— Aim of the task —
Scan the records below. Copy every line in which the word "spans" appears.

— Dataset items —
━━━━━━━━
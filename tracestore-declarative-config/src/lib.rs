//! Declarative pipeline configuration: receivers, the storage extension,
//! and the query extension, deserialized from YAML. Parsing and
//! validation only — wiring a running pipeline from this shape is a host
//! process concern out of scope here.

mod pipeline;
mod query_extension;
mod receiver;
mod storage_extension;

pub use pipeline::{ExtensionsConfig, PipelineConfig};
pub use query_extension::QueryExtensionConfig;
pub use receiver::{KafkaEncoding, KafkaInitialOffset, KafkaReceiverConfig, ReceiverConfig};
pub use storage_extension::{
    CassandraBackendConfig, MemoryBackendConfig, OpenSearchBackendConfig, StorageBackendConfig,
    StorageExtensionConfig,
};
━━━━━━━━
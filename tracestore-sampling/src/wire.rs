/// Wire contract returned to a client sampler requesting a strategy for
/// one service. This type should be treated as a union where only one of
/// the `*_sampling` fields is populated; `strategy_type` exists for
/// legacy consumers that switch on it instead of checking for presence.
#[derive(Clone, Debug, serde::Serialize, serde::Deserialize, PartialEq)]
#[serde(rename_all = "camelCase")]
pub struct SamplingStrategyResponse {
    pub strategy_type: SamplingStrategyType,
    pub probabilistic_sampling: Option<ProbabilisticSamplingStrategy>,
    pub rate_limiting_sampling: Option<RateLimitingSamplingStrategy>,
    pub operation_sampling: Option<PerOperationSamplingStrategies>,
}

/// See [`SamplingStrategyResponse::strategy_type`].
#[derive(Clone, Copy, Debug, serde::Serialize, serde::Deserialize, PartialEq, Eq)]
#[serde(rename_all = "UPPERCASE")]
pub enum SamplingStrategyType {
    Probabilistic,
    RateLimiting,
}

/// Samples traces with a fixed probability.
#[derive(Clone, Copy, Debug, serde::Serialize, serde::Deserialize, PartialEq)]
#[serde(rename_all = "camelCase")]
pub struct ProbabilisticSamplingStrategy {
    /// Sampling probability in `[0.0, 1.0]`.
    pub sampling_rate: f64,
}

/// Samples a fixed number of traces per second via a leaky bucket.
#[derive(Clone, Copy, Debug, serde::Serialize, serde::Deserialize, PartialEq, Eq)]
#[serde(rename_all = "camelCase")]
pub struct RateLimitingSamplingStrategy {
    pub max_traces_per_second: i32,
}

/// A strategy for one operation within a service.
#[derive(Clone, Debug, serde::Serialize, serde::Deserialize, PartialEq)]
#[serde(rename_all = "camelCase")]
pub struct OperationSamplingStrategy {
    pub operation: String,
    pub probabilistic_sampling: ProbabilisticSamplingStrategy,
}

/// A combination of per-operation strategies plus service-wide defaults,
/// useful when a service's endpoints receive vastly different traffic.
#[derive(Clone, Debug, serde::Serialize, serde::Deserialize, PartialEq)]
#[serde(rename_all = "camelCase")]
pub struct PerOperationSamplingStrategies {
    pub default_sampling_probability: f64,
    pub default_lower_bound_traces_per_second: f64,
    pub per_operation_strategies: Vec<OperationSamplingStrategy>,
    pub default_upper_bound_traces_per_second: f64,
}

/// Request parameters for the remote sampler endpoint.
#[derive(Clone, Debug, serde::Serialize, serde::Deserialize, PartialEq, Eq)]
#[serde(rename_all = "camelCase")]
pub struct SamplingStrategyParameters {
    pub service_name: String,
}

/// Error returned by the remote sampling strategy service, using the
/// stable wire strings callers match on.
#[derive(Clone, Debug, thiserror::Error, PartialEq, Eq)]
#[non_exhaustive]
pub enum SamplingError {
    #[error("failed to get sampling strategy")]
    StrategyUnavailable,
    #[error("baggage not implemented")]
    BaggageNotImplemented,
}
━━━━━━━━
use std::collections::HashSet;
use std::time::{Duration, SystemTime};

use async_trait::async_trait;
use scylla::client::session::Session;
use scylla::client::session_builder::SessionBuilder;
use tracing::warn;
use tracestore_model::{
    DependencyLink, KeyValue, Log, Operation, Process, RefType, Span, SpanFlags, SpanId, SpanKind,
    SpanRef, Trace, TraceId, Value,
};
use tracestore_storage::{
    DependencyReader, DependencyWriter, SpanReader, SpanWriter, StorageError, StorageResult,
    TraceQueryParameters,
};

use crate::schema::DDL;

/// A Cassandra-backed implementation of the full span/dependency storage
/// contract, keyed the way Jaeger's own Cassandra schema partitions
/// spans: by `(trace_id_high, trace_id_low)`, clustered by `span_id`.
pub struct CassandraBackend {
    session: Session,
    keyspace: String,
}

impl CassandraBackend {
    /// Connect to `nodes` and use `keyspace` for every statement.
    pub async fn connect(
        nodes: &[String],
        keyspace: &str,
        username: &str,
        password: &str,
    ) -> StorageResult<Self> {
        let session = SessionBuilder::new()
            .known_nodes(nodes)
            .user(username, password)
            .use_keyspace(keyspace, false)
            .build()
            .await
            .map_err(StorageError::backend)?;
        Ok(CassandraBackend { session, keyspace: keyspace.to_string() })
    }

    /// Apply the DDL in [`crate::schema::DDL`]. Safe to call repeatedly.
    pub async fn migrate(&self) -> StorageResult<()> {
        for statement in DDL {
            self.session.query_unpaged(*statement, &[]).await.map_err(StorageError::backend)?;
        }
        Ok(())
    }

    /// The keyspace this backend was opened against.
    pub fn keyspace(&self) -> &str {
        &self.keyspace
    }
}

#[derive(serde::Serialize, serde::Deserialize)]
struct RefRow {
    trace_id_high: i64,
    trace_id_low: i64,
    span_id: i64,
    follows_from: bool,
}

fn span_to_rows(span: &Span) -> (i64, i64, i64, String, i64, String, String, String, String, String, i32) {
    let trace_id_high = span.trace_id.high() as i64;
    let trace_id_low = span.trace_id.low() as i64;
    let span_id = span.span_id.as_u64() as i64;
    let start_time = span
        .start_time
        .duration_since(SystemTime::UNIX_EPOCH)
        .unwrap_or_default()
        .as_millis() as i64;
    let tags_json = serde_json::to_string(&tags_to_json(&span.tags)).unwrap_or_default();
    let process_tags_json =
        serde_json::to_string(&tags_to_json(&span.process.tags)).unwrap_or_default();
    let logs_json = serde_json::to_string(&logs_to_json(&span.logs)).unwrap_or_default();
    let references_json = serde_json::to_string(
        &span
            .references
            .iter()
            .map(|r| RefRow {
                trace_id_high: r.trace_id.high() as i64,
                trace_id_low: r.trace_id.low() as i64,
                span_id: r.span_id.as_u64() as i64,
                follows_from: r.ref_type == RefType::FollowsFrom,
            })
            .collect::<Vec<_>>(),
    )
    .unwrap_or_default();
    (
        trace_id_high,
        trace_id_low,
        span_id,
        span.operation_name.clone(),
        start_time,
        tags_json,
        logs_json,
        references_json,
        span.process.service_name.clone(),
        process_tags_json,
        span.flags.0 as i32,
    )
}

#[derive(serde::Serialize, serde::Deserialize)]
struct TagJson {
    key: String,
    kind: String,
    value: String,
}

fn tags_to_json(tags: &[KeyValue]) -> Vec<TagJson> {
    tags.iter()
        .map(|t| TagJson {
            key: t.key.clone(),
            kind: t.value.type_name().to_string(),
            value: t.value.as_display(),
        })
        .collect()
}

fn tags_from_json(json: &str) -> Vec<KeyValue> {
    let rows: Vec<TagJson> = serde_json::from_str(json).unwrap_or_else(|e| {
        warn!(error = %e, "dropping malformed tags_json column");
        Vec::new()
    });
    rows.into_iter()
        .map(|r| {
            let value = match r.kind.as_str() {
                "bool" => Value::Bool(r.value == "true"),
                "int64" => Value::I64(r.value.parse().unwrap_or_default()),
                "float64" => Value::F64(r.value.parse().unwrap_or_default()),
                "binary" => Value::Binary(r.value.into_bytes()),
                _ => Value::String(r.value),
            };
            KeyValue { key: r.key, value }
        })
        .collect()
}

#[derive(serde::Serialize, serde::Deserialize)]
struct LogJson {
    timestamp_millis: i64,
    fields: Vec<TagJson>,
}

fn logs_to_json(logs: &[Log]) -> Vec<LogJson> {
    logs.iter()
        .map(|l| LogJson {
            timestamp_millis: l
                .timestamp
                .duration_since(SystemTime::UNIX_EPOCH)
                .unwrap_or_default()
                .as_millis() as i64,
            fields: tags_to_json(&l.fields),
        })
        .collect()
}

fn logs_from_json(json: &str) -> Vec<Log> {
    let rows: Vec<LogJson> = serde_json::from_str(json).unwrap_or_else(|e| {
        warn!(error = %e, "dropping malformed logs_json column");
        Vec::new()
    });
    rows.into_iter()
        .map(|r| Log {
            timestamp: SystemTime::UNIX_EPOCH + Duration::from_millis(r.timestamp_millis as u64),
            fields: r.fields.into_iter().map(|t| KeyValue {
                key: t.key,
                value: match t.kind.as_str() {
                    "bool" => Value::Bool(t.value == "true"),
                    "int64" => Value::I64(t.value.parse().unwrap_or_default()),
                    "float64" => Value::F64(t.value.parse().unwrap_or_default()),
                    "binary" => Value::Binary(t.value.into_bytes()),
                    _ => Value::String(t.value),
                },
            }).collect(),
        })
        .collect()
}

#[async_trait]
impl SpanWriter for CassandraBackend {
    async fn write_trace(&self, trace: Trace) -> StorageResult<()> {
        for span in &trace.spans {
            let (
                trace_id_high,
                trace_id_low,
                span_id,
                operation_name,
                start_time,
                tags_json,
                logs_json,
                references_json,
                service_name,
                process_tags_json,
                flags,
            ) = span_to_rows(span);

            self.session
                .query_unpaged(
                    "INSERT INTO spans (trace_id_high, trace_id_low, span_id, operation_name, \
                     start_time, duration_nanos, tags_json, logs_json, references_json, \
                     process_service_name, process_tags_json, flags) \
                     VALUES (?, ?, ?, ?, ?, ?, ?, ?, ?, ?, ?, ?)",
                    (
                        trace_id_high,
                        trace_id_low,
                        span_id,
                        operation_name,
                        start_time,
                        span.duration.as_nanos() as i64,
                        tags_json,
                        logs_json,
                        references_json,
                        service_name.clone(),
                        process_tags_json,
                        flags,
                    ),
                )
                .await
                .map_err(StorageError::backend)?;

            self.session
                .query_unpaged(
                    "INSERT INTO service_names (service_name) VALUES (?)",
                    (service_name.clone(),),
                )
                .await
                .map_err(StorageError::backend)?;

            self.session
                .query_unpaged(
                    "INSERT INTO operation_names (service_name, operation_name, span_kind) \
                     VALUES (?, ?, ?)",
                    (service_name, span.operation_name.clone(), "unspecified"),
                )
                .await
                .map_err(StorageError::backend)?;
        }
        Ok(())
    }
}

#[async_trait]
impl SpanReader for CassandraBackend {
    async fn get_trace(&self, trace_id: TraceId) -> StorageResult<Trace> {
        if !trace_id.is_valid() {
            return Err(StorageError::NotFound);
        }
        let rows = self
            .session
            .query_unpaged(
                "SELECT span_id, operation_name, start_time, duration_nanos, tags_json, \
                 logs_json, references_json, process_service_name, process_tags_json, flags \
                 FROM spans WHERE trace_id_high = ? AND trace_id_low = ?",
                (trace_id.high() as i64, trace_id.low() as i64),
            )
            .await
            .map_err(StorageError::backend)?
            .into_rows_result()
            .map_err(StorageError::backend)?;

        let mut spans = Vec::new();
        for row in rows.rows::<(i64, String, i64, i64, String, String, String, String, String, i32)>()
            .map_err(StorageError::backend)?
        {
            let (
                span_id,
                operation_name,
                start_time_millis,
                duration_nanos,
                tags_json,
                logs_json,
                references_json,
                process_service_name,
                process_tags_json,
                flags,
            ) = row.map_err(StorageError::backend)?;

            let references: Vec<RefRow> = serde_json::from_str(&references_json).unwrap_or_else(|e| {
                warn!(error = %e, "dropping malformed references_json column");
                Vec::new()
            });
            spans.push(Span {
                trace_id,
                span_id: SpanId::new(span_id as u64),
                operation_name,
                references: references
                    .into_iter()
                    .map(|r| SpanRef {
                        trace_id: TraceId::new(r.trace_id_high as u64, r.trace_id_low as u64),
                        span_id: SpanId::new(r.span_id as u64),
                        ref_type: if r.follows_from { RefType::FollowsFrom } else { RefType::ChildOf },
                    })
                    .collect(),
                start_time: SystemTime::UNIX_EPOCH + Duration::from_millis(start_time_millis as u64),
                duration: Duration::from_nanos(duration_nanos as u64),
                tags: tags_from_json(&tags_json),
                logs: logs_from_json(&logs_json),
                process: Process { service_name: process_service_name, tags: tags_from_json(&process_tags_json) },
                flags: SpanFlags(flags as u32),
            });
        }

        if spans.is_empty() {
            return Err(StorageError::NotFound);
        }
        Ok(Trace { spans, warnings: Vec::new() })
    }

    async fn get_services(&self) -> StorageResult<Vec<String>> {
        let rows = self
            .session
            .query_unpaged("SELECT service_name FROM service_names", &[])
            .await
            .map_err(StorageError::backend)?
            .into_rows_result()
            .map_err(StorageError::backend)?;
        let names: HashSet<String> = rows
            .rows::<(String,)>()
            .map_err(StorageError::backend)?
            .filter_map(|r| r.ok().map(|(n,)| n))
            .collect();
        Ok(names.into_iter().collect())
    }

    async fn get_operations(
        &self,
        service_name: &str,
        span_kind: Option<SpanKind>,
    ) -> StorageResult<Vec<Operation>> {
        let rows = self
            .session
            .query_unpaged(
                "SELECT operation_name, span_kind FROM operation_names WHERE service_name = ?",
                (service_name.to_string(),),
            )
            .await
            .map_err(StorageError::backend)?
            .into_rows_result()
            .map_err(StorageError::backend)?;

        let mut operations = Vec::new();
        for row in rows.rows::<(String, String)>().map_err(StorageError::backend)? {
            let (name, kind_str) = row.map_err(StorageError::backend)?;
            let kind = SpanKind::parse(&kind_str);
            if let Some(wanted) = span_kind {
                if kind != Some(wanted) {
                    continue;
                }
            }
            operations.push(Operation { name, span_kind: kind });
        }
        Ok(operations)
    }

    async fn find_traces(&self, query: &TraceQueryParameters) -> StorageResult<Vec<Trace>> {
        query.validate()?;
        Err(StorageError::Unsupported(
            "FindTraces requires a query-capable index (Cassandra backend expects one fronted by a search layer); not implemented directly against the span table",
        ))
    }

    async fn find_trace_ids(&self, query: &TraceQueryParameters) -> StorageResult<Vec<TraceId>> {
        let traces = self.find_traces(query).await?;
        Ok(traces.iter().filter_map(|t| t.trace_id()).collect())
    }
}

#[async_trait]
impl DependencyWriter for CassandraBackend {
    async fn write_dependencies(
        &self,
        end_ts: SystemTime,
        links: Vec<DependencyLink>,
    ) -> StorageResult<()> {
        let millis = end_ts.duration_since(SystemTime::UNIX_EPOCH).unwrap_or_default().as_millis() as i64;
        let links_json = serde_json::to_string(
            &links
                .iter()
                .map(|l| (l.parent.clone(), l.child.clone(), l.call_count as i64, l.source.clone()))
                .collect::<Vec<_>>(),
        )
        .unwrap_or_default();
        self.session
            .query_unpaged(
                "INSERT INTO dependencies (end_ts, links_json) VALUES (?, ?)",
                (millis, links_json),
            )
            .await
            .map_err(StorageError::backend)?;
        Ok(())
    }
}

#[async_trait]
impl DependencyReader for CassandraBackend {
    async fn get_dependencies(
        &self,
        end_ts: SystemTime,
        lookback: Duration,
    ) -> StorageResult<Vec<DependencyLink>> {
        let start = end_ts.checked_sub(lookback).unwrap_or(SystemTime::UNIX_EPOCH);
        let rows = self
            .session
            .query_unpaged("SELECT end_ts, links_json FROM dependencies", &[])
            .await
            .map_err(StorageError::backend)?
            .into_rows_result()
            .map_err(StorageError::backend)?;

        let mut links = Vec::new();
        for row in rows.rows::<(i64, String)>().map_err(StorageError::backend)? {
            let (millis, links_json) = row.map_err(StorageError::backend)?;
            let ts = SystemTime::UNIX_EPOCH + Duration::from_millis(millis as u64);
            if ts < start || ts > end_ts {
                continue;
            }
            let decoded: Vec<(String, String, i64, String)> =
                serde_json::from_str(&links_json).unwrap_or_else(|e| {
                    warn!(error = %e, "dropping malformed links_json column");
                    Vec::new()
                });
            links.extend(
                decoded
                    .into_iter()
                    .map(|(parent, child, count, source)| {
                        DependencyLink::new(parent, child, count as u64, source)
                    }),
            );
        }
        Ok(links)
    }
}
━━━━━━━━
— The completed task —
/// spans: by `(trace_id_high, trace_id_low)`, clustered by `span_id`.
        for span in &trace.spans {
                    "INSERT INTO spans (trace_id_high, trace_id_low, span_id, operation_name, \
                 FROM spans WHERE trace_id_high = ? AND trace_id_low = ?",
        let mut spans = Vec::new();
            spans.push(Span {
        if spans.is_empty() {
        Ok(Trace { spans, warnings: Vec::new() })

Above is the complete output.